Hey Didg since you installed the lithium batteries have you had any trouble with error codes disabling the buggy?

I have a 2019 E1 and now I'm am lucky to make it back to camp at our hunting lease (<2miles) and am looking to upgrade somehow. 

I know when I had a parking brake issue the error code disabled the buggy... 

[GNFO]

John M - I know you just addressed Didgeridoo, but FYI I haven't had any error codes since I swapped out my batteries for the lithium replacements.

[didgeridoo]

John- I have not had any error codes since upgrading to Lithium. Well, not true- we live on the top of a hill, and if the battery is fully charged, I will sometimes get the "overcharged" code by the time I make it to the bottom of driveway. Have to cycle the buggy off/on again.

I did use the charger that the battery manufacturer included, and removed the Delta IQ charger. I wish I could reuse the charger, as it is a quality unit. Since I changed the charger, I moved the 110v inlet charge cable to the molded-in gas cap area- no more having to open the glovebox to charge.

Still extremely happy with the upgrade. Winter performance could be better, but UTV is left outside in the elements, so I can't ding it for that. I have no current plans on increasing storage by adding more battery packs. I can run around my neighborhood and woods all day with elevation changes of 800 feet from mailbox to neighbors' place, and not feel any drop in voltage. The UTV feels like it has the right balance of weight and range with the 120AH packs. Wife wishes it had more gusto, but she is a lead-foot! (It would take a new motor and some high voltage setup to make her happy!) 

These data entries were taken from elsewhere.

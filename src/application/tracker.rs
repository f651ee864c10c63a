use crate::domain::directory::PaymentId;
use crate::domain::notification::ActionToken;
use crate::domain::payment::{BillingMonth, Payment};
use crate::domain::ports::{DirectoryStoreRef, PaymentStoreRef};
use crate::error::{PaymentError, Result};
use chrono::{DateTime, Utc};
use serde::Serialize;
use std::collections::BTreeMap;
use tracing::info;

/// Paid payments of one billing month.
#[derive(Debug, Clone, PartialEq, Eq, Serialize)]
pub struct MonthlyPayments {
    pub month: BillingMonth,
    pub payments: Vec<Payment>,
}

/// Headline numbers for the administrator.
#[derive(Debug, Clone, Default, PartialEq, Eq, Serialize)]
pub struct PaymentSummary {
    pub schools: usize,
    pub active_parents: usize,
    pub unpaid_total: usize,
    pub paid_in_month: usize,
    pub unpaid_in_month: usize,
    pub paid_total: usize,
    pub paid_with_receipt: usize,
}

/// Moves payments through `Unpaid -> Paid -> ReceiptSent` and answers
/// reporting queries.
pub struct PaymentTracker {
    directory: DirectoryStoreRef,
    payments: PaymentStoreRef,
}

impl PaymentTracker {
    pub fn new(directory: DirectoryStoreRef, payments: PaymentStoreRef) -> Self {
        Self {
            directory,
            payments,
        }
    }

    async fn load(&self, id: PaymentId) -> Result<Payment> {
        self.payments
            .get_payment(id)
            .await?
            .ok_or_else(|| PaymentError::not_found("Payment", id))
    }

    /// Marks a payment as paid at `at`.
    ///
    /// Confirming an already paid payment changes nothing and returns the
    /// stored record, original payment date included.
    pub async fn mark_paid(&self, id: PaymentId, at: DateTime<Utc>) -> Result<Payment> {
        let mut payment = self.load(id).await?;
        if payment.mark_paid(at) {
            self.payments.update_payment(payment.clone()).await?;
            info!(payment_id = %id, parent_id = %payment.parent_id(), "Payment marked as paid");
        } else {
            info!(payment_id = %id, "Payment already paid, confirmation ignored");
        }
        Ok(payment)
    }

    /// Records that the receipt for a paid payment went out.
    pub async fn mark_receipt_sent(&self, id: PaymentId) -> Result<Payment> {
        let mut payment = self.load(id).await?;
        if payment.mark_receipt_sent()? {
            self.payments.update_payment(payment.clone()).await?;
            info!(payment_id = %id, "Receipt marked as sent");
        }
        Ok(payment)
    }

    /// Applies the action carried by a reminder reply.
    pub async fn confirm(&self, token: &ActionToken, at: DateTime<Utc>) -> Result<Payment> {
        match token {
            ActionToken::ConfirmPayment(id) => self.mark_paid(*id, at).await,
            ActionToken::ConfirmReceipt(id) => self.mark_receipt_sent(*id).await,
        }
    }

    /// Paid payments grouped by month, newest month first. Within a month
    /// payments are in the order they were paid.
    pub async fn list_paid(&self) -> Result<Vec<MonthlyPayments>> {
        let mut by_month: BTreeMap<BillingMonth, Vec<Payment>> = BTreeMap::new();
        for payment in self.payments.find_paid_payments().await? {
            by_month.entry(payment.month()).or_default().push(payment);
        }

        Ok(by_month
            .into_iter()
            .rev()
            .map(|(month, mut payments)| {
                payments.sort_by_key(|p| (p.payment_date(), p.id()));
                MonthlyPayments { month, payments }
            })
            .collect())
    }

    pub async fn list_unpaid(&self, month: Option<BillingMonth>) -> Result<Vec<Payment>> {
        self.payments.find_unpaid_payments(month).await
    }

    pub async fn summary(&self, month: BillingMonth) -> Result<PaymentSummary> {
        let unpaid = self.payments.find_unpaid_payments(None).await?;
        let paid = self.payments.find_paid_payments().await?;

        Ok(PaymentSummary {
            schools: self.directory.find_schools().await?.len(),
            active_parents: self.directory.find_active_parents().await?.len(),
            unpaid_total: unpaid.len(),
            paid_in_month: paid.iter().filter(|p| p.month() == month).count(),
            unpaid_in_month: unpaid.iter().filter(|p| p.month() == month).count(),
            paid_total: paid.len(),
            paid_with_receipt: paid.iter().filter(|p| p.is_receipt_sent()).count(),
        })
    }
}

I've still had no maintenance other than adjusting the parking brake tension every now and then, changing the brake fluid, and lubricating all the grease joints. Brake pads are still within reason, because I rely on regenerative braking on downhills (tho, wife runs it full throttle downhill, go figure!) Switched out the scratched and yellowed windshield this week, too. 

Hope this helps!

-Gary

 

[BuggyBoy]

I'm taking to a a supplier who has a single unit that outputs 51.5v and 105ah (https://lithiumgolf.com.au/products/amplus-series-51-2v105ah) for around $3500. 

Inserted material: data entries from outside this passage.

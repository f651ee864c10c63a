use miette::Diagnostic;
use thiserror::Error;

#[derive(Error, Diagnostic, Debug)]
pub enum PaymentError {
    #[error("{entity} {id} not found")]
    #[diagnostic(code(fee_reminder::not_found))]
    NotFound { entity: &'static str, id: String },

    #[error("Invalid state: {0}")]
    #[diagnostic(
        code(fee_reminder::invalid_state),
        help("a receipt can only be recorded for a payment that is already paid")
    )]
    InvalidState(String),

    #[error("Payment for parent {parent_id} in {month} already exists")]
    #[diagnostic(code(fee_reminder::duplicate))]
    Duplicate { parent_id: u64, month: String },

    #[error("Validation error: {0}")]
    #[diagnostic(code(fee_reminder::validation))]
    ValidationError(String),

    #[error("CSV error: {0}")]
    CsvError(#[from] csv::Error),

    #[error("IO error: {0}")]
    IoError(#[from] std::io::Error),

    #[error("Serialization error: {0}")]
    SerializationError(#[from] serde_json::Error),

    #[error("Configuration error: {0}")]
    #[diagnostic(code(fee_reminder::config))]
    ConfigError(#[from] ::config::ConfigError),

    #[cfg(feature = "storage-rocksdb")]
    #[error("Storage error: {0}")]
    StorageError(#[from] rocksdb::Error),

    #[error("Internal error: {0}")]
    InternalError(Box<dyn std::error::Error + Send + Sync>),
}

impl PaymentError {
    pub fn not_found(entity: &'static str, id: impl ToString) -> Self {
        Self::NotFound {
            entity,
            id: id.to_string(),
        }
    }
}

pub type Result<T> = std::result::Result<T, PaymentError>;

/// Failure to deliver a single reminder.
///
/// Never escapes the dispatcher: each one is logged and recorded in the
/// batch report, and the batch carries on with the next recipient.
#[derive(Error, Debug, Clone, PartialEq, Eq)]
pub enum DeliveryError {
    #[error("transport failure: {0}")]
    Transport(String),
    #[error("send timed out after {0} ms")]
    Timeout(u64),
    #[error("parent {0} has no chat address")]
    NoChatAddress(u64),
    #[error("cannot build reminder: {0}")]
    Unresolvable(String),
}
//! Domain model: reference data, payment obligations and the ports the
//! application layer talks to.

pub mod directory;
pub mod notification;
pub mod payment;
pub mod ports;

There is also a 150ah version available.  For these units they claim up to 500ah max discharge for 10 seconds, but i would probably need 250-300ah for 60 seconds to get up the hill to our house. I'm still struggling to get my head around one large Lithium being able to replace x8 AGM's, but is this possible? I know there will be an almost 200kg (around 450lbs) weight saving which is very substantial, but can this battery really have the same output as x8 260ah batteries? 

 

[GNFO]

On 3/7/2024 at 8:46 PM, BuggyBoy said:

I'm taking to a a supplier who has a single unit that outputs 51.5v and 105ah (https://lithiumgolf.com.au/products/amplus-series-51-2v105ah) for around $3500. 

There is also a 150ah version available.  For these units they claim up to 500ah max discharge for 10 seconds, but i would probably need 250-300ah for 60 seconds to get up the hill to our house. I'm still struggling to get my head around one large Lithium being able to replace x8 AGM's, but is this possible? I know there will be an almost 200kg (around 450lbs) weight saving which is very substantial, but can this battery really have the same output as x8 260ah batteries? 

 

That link doesn't show the full technical specs of the battery, so I can't tell.  In particular, I would want to know the dimensions to see how much you would have to modify the trays (and vertical space), and for output what is the max continuous output (amps, not amp-hours like you wrote).  Together, the Discover dry cells supposedly only put out 100a continuous but they do have a combined capacity ah rating of 170-200ah.  I went with the ReLion Insight 48V batteries because they individually have 100a max continuous output rating, and with four of them in parallel I get to the 400a max of the motor.  In theory I could have replaced all 8 of the dry cells with a single battery in the same form factor of the Discover batteries, but that would have only given me 30ah of capacity.  Using four gets me up to 120ah and 400a continuous output.  To answer your direct question, yes a single lithium battery could replace the 8 dry cell batteries, but you also have to look at continuous output (amps) and storage (amp-hours).